- About this exercise -
Below is some data; print it all back exactly.

Stored items:
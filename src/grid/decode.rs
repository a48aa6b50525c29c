//! 网格检测解码
//!
//! 按行优先顺序扫描输出网格，对每个单元解码通道值、应用置信度阈值，
//! 然后对相邻的检测结果去重。

use serde::Deserialize;

use crate::config::{BINARY_THRESHOLD, CLASS_AB_THRESHOLD};
use crate::error::{GridError, GridResult};
use crate::grid::cubes::{Cube, CubeClass};
use crate::grid::tensor::Tensor;

/// 模型输出的通道布局
#[derive(Debug, Clone, Copy, PartialEq, Eq, Default, Deserialize)]
#[serde(rename_all = "snake_case")]
pub enum GridVariant {
    /// 二通道：0 = 背景，1 = 目标
    #[default]
    Binary,
    /// 三通道：0 = 背景/其他，1 = A 类，2 = B 类
    ClassAb,
}

impl GridVariant {
    pub fn channels(self) -> usize {
        match self {
            GridVariant::Binary => 2,
            GridVariant::ClassAb => 3,
        }
    }

    pub fn default_threshold(self) -> f32 {
        match self {
            GridVariant::Binary => BINARY_THRESHOLD,
            GridVariant::ClassAb => CLASS_AB_THRESHOLD,
        }
    }

    /// 二通道默认贪心去重，三通道默认保留所有结果
    pub fn default_dedup(self) -> DedupMode {
        match self {
            GridVariant::Binary => DedupMode::Greedy,
            GridVariant::ClassAb => DedupMode::Off,
        }
    }
}

/// 相邻检测结果的去重方式
#[derive(Debug, Clone, Copy, PartialEq, Eq, Deserialize)]
#[serde(rename_all = "snake_case")]
pub enum DedupMode {
    /// 保留所有超过阈值的单元
    Off,
    /// 按扫描顺序接受，和已接受结果相邻（切比雪夫距离 <= 1）的候选被丢弃
    Greedy,
    /// 按置信度从高到低接受，相邻的低置信度候选被抑制
    Ranked,
}

/// 网格检测解码器
///
/// # 示例
///
/// ```
/// use gridsight::{GridDecoder, GridVariant, Tensor};
///
/// # fn main() -> Result<(), Box<dyn std::error::Error>> {
/// let mut values = vec![0.0f32; 3 * 3 * 2];
/// values[(1 * 3 + 1) * 2 + 1] = 0.9;
/// let tensor = Tensor::float(&[1, 3, 3, 2], values)?;
///
/// let cubes = GridDecoder::new(GridVariant::Binary).decode(&tensor)?;
/// assert_eq!(cubes.len(), 1);
/// assert_eq!((cubes[0].row, cubes[0].col), (1, 1));
/// # Ok(())
/// # }
/// ```
#[derive(Debug, Clone, Copy, PartialEq)]
pub struct GridDecoder {
    variant: GridVariant,
    threshold: f32,
    dedup: DedupMode,
}

impl GridDecoder {
    /// 按通道布局创建解码器，阈值和去重方式使用该布局的默认值
    pub fn new(variant: GridVariant) -> Self {
        Self {
            variant,
            threshold: variant.default_threshold(),
            dedup: variant.default_dedup(),
        }
    }

    pub fn with_threshold(mut self, threshold: f32) -> Self {
        self.threshold = threshold;
        self
    }

    pub fn with_dedup(mut self, dedup: DedupMode) -> Self {
        self.dedup = dedup;
        self
    }

    pub fn variant(&self) -> GridVariant {
        self.variant
    }

    pub fn threshold(&self) -> f32 {
        self.threshold
    }

    pub fn dedup(&self) -> DedupMode {
        self.dedup
    }

    /// 解码输出张量
    ///
    /// # 参数
    /// * `tensor` - 形状为 `[batch, rows, cols, channels]` 的输出张量，只读取第一个批次
    ///
    /// # 返回值
    /// 按扫描顺序排列的检测结果
    ///
    /// # 错误处理
    /// 维度数不是 4、批次为 0 或通道数与布局不符时返回 `Validation` 错误
    pub fn decode(&self, tensor: &Tensor) -> GridResult<Vec<Cube>> {
        let shape = tensor.grid_shape()?;
        if shape.batch == 0 {
            return Err(GridError::validation("输出张量批次为 0"));
        }
        if shape.channels != self.variant.channels() {
            return Err(GridError::validation(format!(
                "输出张量通道数应为 {}, 实际为 {}",
                self.variant.channels(),
                shape.channels
            )));
        }

        let mut candidates = Vec::new();
        for row in 0..shape.rows {
            for col in 0..shape.cols {
                if let Some(cube) = self.classify(tensor, row, col)? {
                    candidates.push(cube);
                }
            }
        }
        log::debug!("{} 个网格单元超过阈值 {}", candidates.len(), self.threshold);

        Ok(match self.dedup {
            DedupMode::Off => candidates,
            DedupMode::Greedy => greedy_dedup(candidates),
            DedupMode::Ranked => ranked_dedup(candidates),
        })
    }

    /// 单个网格单元最多产生一个候选结果
    fn classify(&self, tensor: &Tensor, row: usize, col: usize) -> GridResult<Option<Cube>> {
        let read = |channel: usize| {
            tensor.value(row, col, channel).ok_or_else(|| {
                GridError::validation(format!("网格单元 ({}, {}) 的通道 {} 越界", row, col, channel))
            })
        };

        let cube = match self.variant {
            GridVariant::ClassAb => {
                let a = read(1)?;
                let b = read(2)?;
                if a >= self.threshold {
                    Some(Cube::new(row, col, a, CubeClass::ClassA))
                } else if b >= self.threshold {
                    Some(Cube::new(row, col, b, CubeClass::ClassB))
                } else {
                    None
                }
            }
            GridVariant::Binary => {
                let v = read(1)?;
                (v > self.threshold).then(|| Cube::new(row, col, v, CubeClass::Object))
            }
        };
        Ok(cube)
    }
}

/// 贪心去重：先扫描到的结果抑制后扫描到的相邻结果，不比较置信度
fn greedy_dedup(candidates: Vec<Cube>) -> Vec<Cube> {
    let mut accepted: Vec<Cube> = Vec::with_capacity(candidates.len());
    for cube in candidates {
        let suppressed = accepted
            .iter()
            .any(|kept| kept.class == cube.class && kept.is_adjacent(&cube));
        if !suppressed {
            accepted.push(cube);
        }
    }
    accepted
}

/// 按置信度排序的抑制，结果仍按扫描顺序返回
fn ranked_dedup(candidates: Vec<Cube>) -> Vec<Cube> {
    let mut order: Vec<usize> = (0..candidates.len()).collect();
    // 稳定排序，置信度相同时保持扫描顺序
    order.sort_by(|&a, &b| candidates[b].confidence.total_cmp(&candidates[a].confidence));

    let mut picked = vec![false; candidates.len()];
    let mut suppressed = vec![false; candidates.len()];
    for &i in &order {
        if suppressed[i] {
            continue;
        }
        picked[i] = true;
        for &j in &order {
            if picked[j] || suppressed[j] {
                continue;
            }
            if candidates[j].class == candidates[i].class && candidates[i].is_adjacent(&candidates[j]) {
                suppressed[j] = true;
            }
        }
    }

    candidates
        .into_iter()
        .zip(picked)
        .filter_map(|(cube, keep)| keep.then_some(cube))
        .collect()
}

- Solution for this problem -
filename src/grid/decode.rs
repository a48aa6b50525c29c
//! 网格检测解码
//!
//! 按行优先顺序扫描输出网格，对每个单元解码通道值、应用置信度阈值，
//! 然后对相邻的检测结果去重。

use serde::Deserialize;

use crate::config::{BINARY_THRESHOLD, CLASS_AB_THRESHOLD};
use crate::error::{GridError, GridResult};
use crate::grid::cubes::{Cube, CubeClass};
use crate::grid::tensor::Tensor;

/// 模型输出的通道布局
#[derive(Debug, Clone, Copy, PartialEq, Eq, Default, Deserialize)]
#[serde(rename_all = "snake_case")]
pub enum GridVariant {
    /// 二通道：0 = 背景，1 = 目标
    #[default]
    Binary,
    /// 三通道：0 = 背景/其他，1 = A 类，2 = B 类
    ClassAb,
}

impl GridVariant {
    pub fn channels(self) -> usize {
        match self {
            GridVariant::Binary => 2,
            GridVariant::ClassAb => 3,
        }
    }

    pub fn default_threshold(self) -> f32 {
        match self {
            GridVariant::Binary => BINARY_THRESHOLD,
            GridVariant::ClassAb => CLASS_AB_THRESHOLD,
        }
    }

    /// 二通道默认贪心去重，三通道默认保留所有结果
    pub fn default_dedup(self) -> DedupMode {
        match self {
            GridVariant::Binary => DedupMode::Greedy,
            GridVariant::ClassAb => DedupMode::Off,
        }
    }
}

/// 相邻检测结果的去重方式
#[derive(Debug, Clone, Copy, PartialEq, Eq, Deserialize)]
#[serde(rename_all = "snake_case")]
pub enum DedupMode {
    /// 保留所有超过阈值的单元
    Off,
    /// 按扫描顺序接受，和已接受结果相邻（切比雪夫距离 <= 1）的候选被丢弃
    Greedy,
    /// 按置信度从高到低接受，相邻的低置信度候选被抑制
    Ranked,
}

/// 网格检测解码器
///
/// # 示例
///
/// ```
/// use gridsight::{GridDecoder, GridVariant, Tensor};
///
/// # fn main() -> Result<(), Box<dyn std::error::Error>> {
/// let mut values = vec![0.0f32; 3 * 3 * 2];
/// values[(1 * 3 + 1) * 2 + 1] = 0.9;
/// let tensor = Tensor::float(&[1, 3, 3, 2], values)?;
///
/// let cubes = GridDecoder::new(GridVariant::Binary).decode(&tensor)?;
/// assert_eq!(cubes.len(), 1);
/// assert_eq!((cubes[0].row, cubes[0].col), (1, 1));
/// # Ok(())
/// # }
/// ```
#[derive(Debug, Clone, Copy, PartialEq)]
pub struct GridDecoder {
    variant: GridVariant,
    threshold: f32,
    dedup: DedupMode,
}

impl GridDecoder {
    /// 按通道布局创建解码器，阈值和去重方式使用该布局的默认值
    pub fn new(variant: GridVariant) -> Self {
        Self {
            variant,
            threshold: variant.default_threshold(),
            dedup: variant.default_dedup(),
        }
    }

    pub fn with_threshold(mut self, threshold: f32) -> Self {
        self.threshold = threshold;
        self
    }

    pub fn with_dedup(mut self, dedup: DedupMode) -> Self {
        self.dedup = dedup;
        self
    }

    pub fn variant(&self) -> GridVariant {
        self.variant
    }

    pub fn threshold(&self) -> f32 {
        self.threshold
    }

    pub fn dedup(&self) -> DedupMode {
        self.dedup
    }

    /// 解码输出张量
    ///
    /// # 参数
    /// * `tensor` - 形状为 `[batch, rows, cols, channels]` 的输出张量，只读取第一个批次
    ///
    /// # 返回值
    /// 按扫描顺序排列的检测结果
    ///
    /// # 错误处理
    /// 维度数不是 4、批次为 0 或通道数与布局不符时返回 `Validation` 错误
    pub fn decode(&self, tensor: &Tensor) -> GridResult<Vec<Cube>> {
        let shape = tensor.grid_shape()?;
        if shape.batch == 0 {
            return Err(GridError::validation("输出张量批次为 0"));
        }
        if shape.channels != self.variant.channels() {
            return Err(GridError::validation(format!(
                "输出张量通道数应为 {}, 实际为 {}",
                self.variant.channels(),
                shape.channels
            )));
        }

        let mut candidates = Vec::new();
        for row in 0..shape.rows {
            for col in 0..shape.cols {
                if let Some(cube) = self.classify(tensor, row, col)? {
                    candidates.push(cube);
                }
            }
        }
        log::debug!("{} 个网格单元超过阈值 {}", candidates.len(), self.threshold);

        Ok(match self.dedup {
            DedupMode::Off => candidates,
            DedupMode::Greedy => greedy_dedup(candidates),
            DedupMode::Ranked => ranked_dedup(candidates),
        })
    }

    /// 单个网格单元最多产生一个候选结果
    fn classify(&self, tensor: &Tensor, row: usize, col: usize) -> GridResult<Option<Cube>> {
        let read = |channel: usize| {
            tensor.value(row, col, channel).ok_or_else(|| {
                GridError::validation(format!("网格单元 ({}, {}) 的通道 {} 越界", row, col, channel))
            })
        };

        let cube = match self.variant {
            GridVariant::ClassAb => {
                let a = read(1)?;
                let b = read(2)?;
                if a >= self.threshold {
                    Some(Cube::new(row, col, a, CubeClass::ClassA))
                } else if b >= self.threshold {
                    Some(Cube::new(row, col, b, CubeClass::ClassB))
                } else {
                    None
                }
            }
            GridVariant::Binary => {
                let v = read(1)?;
                (v > self.threshold).then(|| Cube::new(row, col, v, CubeClass::Object))
            }
        };
        Ok(cube)
    }
}

/// 贪心去重：先扫描到的结果抑制后扫描到的相邻结果，不比较置信度
fn greedy_dedup(candidates: Vec<Cube>) -> Vec<Cube> {
    let mut accepted: Vec<Cube> = Vec::with_capacity(candidates.len());
    for cube in candidates {
        let suppressed = accepted
            .iter()
            .any(|kept| kept.class == cube.class && kept.is_adjacent(&cube));
        if !suppressed {
            accepted.push(cube);
        }
    }
    accepted
}

/// 按置信度排序的抑制，结果仍按扫描顺序返回
fn ranked_dedup(candidates: Vec<Cube>) -> Vec<Cube> {
    let mut order: Vec<usize> = (0..candidates.len()).collect();
    // 稳定排序，置信度相同时保持扫描顺序
    order.sort_by(|&a, &b| candidates[b].confidence.total_cmp(&candidates[a].confidence));

    let mut picked = vec![false; candidates.len()];
    let mut suppressed = vec![false; candidates.len()];
    for &i in &order {
        if suppressed[i] {
            continue;
        }
        picked[i] = true;
        for &j in &order {
            if picked[j] || suppressed[j] {
                continue;
            }
            if candidates[j].class == candidates[i].class && candidates[i].is_adjacent(&candidates[j]) {
                suppressed[j] = true;
            }
        }
    }

    candidates
        .into_iter()
        .zip(picked)
        .filter_map(|(cube, keep)| keep.then_some(cube))
        .collect()
}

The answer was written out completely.